[Opening Data extract section]
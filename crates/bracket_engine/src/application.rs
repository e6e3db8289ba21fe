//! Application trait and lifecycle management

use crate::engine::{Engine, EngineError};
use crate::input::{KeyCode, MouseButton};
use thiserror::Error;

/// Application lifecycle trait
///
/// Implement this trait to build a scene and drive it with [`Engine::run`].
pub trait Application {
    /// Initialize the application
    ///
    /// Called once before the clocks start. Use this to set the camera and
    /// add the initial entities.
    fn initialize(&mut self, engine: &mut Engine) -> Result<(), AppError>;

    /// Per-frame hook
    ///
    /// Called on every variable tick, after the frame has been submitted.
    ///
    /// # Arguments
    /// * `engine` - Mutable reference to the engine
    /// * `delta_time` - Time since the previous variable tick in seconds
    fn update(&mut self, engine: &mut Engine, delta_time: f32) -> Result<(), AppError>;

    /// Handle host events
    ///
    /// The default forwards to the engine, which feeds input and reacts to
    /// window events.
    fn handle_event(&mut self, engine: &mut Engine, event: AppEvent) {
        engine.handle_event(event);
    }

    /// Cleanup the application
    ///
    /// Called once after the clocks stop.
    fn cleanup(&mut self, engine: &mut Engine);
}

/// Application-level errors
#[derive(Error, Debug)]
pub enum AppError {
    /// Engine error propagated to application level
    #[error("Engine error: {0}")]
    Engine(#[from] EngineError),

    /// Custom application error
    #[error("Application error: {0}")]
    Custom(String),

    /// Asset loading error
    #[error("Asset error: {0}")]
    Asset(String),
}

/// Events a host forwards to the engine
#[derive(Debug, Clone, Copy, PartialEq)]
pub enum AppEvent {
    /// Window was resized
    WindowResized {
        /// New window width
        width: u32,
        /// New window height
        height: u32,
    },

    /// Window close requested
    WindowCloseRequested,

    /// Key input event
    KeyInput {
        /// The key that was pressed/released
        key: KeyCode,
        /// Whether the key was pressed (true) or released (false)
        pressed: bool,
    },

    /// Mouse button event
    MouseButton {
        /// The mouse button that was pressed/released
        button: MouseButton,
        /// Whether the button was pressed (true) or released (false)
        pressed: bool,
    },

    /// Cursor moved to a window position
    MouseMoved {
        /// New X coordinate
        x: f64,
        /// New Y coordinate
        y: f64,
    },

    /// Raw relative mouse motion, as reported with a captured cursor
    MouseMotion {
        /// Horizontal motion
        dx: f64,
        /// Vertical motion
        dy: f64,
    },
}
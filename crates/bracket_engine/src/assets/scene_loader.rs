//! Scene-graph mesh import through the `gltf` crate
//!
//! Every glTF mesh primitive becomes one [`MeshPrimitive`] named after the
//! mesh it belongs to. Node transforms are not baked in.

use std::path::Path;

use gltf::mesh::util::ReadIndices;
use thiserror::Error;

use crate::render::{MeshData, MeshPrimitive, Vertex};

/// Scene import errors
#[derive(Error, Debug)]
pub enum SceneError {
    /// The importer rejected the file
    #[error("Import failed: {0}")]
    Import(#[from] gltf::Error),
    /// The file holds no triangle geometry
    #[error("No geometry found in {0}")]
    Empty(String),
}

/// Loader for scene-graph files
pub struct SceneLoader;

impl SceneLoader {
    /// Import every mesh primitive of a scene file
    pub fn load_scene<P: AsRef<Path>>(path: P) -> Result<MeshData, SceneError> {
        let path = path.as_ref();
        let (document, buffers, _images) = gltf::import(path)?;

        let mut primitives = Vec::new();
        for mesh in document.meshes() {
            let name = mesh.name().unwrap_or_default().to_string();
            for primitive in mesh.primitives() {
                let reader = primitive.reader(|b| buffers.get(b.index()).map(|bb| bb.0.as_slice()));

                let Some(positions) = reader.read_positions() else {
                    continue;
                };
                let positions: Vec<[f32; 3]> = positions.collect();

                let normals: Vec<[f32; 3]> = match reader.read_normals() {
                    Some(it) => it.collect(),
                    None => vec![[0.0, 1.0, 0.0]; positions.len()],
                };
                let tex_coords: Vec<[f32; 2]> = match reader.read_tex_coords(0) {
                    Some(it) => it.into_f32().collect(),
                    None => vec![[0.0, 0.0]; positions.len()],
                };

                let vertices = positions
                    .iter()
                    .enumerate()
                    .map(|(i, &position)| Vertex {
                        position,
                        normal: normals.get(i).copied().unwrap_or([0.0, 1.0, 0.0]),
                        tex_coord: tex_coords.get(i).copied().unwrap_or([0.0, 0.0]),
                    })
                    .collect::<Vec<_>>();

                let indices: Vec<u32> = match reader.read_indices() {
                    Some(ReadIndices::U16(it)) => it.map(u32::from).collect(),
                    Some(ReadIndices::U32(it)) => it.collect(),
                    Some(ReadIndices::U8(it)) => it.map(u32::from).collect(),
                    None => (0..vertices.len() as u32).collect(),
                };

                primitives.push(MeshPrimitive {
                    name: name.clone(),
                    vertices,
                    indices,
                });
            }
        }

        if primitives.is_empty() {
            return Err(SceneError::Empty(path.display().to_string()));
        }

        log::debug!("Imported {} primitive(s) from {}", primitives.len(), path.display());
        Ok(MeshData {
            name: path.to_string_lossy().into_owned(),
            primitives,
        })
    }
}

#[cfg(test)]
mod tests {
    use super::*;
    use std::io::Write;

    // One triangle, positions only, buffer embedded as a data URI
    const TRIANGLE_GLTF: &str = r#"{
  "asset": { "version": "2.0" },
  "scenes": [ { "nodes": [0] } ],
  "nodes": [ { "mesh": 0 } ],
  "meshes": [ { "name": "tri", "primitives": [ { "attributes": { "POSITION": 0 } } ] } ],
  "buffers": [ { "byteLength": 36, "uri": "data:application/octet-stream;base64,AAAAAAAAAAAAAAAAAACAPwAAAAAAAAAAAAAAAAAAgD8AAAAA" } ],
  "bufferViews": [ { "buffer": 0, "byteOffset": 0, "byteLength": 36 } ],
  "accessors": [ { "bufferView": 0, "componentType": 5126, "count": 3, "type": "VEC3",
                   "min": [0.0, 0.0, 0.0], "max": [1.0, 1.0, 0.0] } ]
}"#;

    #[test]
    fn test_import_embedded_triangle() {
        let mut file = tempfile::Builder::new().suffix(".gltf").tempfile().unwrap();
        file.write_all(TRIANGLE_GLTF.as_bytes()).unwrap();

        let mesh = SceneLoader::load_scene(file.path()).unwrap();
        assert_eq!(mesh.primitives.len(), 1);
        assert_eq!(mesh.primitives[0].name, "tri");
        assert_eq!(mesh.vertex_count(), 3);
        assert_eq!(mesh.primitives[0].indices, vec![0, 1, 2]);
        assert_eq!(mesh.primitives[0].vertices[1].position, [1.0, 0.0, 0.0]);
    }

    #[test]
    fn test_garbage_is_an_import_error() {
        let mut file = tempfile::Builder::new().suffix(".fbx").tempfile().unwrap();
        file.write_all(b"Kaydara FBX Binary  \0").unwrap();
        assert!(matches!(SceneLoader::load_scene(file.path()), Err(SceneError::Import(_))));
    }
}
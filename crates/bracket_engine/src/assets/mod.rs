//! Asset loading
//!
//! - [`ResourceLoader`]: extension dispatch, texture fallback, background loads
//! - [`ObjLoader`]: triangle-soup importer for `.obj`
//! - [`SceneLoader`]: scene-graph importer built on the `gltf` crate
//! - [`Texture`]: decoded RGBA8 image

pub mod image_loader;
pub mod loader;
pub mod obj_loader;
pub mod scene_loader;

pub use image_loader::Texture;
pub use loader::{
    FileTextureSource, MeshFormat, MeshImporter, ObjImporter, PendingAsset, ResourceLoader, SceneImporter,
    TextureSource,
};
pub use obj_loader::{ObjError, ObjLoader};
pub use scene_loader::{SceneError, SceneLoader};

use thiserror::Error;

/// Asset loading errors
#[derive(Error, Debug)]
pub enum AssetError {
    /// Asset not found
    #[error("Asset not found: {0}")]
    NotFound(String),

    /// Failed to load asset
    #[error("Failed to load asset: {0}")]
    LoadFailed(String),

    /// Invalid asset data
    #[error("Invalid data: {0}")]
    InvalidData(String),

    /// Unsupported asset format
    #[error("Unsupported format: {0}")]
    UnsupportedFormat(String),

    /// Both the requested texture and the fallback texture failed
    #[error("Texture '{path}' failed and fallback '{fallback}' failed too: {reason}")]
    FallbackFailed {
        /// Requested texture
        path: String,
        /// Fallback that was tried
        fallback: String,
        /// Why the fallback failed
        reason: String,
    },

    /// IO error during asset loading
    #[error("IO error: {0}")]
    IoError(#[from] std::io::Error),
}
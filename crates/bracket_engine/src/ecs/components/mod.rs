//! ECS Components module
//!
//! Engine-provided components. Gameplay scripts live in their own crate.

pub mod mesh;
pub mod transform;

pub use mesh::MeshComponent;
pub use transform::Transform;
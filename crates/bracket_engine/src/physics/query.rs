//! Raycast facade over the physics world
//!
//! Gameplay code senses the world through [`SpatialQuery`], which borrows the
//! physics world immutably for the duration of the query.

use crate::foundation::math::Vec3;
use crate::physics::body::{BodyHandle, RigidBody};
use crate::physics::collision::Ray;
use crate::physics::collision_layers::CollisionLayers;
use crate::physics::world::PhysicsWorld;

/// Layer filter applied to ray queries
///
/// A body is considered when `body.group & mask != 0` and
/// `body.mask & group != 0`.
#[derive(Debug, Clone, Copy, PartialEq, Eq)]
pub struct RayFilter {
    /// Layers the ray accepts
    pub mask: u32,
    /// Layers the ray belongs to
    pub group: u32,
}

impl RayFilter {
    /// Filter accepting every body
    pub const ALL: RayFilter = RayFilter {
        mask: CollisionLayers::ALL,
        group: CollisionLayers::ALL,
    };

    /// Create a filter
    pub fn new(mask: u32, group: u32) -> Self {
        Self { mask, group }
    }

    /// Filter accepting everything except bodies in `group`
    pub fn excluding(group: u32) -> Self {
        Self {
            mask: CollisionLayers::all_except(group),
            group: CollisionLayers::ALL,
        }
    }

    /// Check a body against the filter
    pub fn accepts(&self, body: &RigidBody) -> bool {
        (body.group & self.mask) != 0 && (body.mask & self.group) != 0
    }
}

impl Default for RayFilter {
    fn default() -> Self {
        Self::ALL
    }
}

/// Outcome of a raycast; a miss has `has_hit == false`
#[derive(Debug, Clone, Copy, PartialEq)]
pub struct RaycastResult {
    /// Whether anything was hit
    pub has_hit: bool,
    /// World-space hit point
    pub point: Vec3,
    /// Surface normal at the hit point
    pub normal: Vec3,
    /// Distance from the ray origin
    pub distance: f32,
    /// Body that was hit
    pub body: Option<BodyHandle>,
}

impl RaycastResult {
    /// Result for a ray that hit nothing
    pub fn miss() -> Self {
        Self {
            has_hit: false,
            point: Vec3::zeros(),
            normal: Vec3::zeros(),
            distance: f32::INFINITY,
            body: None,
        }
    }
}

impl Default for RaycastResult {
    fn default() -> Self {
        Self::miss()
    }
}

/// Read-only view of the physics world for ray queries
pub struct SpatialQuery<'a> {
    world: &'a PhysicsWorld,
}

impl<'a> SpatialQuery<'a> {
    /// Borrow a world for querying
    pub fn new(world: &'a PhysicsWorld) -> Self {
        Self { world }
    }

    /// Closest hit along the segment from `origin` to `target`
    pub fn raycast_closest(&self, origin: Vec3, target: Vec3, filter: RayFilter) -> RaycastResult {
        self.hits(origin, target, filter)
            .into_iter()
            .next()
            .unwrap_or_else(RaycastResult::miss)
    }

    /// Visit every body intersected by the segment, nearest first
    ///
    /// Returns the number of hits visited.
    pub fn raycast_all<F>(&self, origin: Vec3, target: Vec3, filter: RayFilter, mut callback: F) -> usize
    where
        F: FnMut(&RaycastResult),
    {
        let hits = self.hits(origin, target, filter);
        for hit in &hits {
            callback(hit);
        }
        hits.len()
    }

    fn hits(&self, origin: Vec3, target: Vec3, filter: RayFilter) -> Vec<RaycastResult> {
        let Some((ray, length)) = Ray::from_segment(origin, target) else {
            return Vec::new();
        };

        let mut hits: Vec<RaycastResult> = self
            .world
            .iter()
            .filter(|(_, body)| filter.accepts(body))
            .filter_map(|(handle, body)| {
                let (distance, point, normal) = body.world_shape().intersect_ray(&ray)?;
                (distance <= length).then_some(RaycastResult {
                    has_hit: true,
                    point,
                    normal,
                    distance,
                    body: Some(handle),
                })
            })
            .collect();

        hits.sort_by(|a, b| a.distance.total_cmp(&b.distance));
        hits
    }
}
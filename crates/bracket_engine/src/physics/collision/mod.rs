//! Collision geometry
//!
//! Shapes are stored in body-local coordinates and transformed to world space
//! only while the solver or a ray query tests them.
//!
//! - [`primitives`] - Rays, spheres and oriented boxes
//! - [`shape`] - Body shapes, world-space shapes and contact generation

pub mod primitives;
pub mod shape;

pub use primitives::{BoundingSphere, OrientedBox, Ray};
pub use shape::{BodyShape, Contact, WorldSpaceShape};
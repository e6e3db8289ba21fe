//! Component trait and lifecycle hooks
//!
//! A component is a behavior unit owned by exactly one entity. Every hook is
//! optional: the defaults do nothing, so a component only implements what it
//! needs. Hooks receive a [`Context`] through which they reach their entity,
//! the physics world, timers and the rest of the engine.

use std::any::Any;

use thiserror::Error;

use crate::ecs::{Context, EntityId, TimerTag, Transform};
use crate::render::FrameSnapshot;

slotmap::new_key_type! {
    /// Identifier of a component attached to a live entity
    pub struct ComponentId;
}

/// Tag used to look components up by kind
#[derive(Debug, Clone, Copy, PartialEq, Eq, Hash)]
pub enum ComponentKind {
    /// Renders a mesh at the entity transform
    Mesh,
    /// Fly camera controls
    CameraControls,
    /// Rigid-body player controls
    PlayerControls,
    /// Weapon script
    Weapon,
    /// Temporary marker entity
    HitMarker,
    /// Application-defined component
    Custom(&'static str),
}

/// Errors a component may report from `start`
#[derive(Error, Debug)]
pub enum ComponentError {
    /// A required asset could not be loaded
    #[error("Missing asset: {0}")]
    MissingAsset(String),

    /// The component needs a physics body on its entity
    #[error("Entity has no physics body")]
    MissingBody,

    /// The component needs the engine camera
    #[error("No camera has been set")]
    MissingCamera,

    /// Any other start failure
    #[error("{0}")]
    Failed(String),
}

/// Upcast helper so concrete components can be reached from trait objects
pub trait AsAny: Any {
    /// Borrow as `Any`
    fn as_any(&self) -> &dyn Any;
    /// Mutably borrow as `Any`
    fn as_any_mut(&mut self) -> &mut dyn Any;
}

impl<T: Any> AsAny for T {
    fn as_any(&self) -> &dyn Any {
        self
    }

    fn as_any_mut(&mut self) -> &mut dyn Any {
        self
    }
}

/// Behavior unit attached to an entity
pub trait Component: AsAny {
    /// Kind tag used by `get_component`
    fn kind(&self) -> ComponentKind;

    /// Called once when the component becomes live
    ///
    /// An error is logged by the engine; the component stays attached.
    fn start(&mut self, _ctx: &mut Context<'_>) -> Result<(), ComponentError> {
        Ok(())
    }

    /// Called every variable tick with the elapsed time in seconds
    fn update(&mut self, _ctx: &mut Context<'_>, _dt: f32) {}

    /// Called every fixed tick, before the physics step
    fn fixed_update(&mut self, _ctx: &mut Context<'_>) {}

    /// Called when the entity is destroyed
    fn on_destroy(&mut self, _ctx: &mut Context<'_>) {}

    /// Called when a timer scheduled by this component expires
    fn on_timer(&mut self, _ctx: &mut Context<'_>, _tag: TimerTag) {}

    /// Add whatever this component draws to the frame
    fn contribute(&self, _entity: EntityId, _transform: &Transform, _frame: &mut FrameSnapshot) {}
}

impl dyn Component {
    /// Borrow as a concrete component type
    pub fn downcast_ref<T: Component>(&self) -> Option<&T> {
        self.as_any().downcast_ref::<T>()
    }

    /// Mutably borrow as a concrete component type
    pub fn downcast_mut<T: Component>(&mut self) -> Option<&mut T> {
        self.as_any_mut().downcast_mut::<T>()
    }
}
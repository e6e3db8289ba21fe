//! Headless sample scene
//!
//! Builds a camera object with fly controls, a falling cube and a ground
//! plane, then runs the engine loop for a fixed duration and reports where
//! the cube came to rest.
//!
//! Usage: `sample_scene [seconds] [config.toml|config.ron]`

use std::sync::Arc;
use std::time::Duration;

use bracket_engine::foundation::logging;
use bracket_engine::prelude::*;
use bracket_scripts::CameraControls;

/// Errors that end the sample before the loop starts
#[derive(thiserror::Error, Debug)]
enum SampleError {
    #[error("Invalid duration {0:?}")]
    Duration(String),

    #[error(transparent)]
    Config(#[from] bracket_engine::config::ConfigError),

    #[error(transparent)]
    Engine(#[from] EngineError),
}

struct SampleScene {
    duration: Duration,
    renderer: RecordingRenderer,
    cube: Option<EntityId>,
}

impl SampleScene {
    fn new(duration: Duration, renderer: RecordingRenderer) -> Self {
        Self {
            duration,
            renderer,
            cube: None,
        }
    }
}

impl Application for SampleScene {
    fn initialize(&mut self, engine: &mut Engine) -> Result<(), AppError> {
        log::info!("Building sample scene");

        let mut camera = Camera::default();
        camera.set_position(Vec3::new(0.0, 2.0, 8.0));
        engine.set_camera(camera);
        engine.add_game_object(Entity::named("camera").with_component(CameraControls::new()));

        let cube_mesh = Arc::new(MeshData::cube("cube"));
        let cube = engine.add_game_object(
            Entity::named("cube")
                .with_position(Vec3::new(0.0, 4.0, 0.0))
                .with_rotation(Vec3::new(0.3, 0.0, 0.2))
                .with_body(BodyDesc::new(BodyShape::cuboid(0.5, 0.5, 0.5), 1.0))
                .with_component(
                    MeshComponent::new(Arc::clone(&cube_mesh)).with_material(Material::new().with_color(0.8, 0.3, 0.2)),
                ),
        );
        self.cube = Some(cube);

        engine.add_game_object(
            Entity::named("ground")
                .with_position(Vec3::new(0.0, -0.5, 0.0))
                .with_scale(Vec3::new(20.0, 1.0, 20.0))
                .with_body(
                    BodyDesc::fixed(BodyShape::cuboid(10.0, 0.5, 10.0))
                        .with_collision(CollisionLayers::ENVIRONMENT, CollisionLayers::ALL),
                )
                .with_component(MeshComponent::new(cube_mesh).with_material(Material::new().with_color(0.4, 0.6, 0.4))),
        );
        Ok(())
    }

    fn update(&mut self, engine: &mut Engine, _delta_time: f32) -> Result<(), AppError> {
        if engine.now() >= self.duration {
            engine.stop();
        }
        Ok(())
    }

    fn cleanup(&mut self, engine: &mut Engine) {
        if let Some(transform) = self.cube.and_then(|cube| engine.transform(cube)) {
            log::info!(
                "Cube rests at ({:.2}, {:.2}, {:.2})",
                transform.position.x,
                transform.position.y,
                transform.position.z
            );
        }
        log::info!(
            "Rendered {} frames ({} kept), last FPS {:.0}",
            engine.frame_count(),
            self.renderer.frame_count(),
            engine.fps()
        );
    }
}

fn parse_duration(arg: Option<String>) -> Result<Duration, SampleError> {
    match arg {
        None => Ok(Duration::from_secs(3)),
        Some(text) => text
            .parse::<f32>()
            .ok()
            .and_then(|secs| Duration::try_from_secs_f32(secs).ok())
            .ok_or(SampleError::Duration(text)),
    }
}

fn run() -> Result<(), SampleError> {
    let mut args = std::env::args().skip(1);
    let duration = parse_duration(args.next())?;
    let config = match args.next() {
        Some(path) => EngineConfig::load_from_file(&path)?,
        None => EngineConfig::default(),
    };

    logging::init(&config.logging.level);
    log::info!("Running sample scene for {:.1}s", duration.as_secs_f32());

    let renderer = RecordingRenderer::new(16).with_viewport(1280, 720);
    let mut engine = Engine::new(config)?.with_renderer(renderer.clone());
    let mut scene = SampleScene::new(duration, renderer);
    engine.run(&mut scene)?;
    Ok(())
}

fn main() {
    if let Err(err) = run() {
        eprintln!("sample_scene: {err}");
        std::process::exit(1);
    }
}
[Closing Data extract section]
**Your assignment**
Only the lines that hold the word "meshes" are wanted; each should be pulled from the records.

**Exercise response**
        for mesh in document.meshes() {
  "meshes": [ { "name": "tri", "primitives": [ { "attributes": { "POSITION": 0 } } ] } ],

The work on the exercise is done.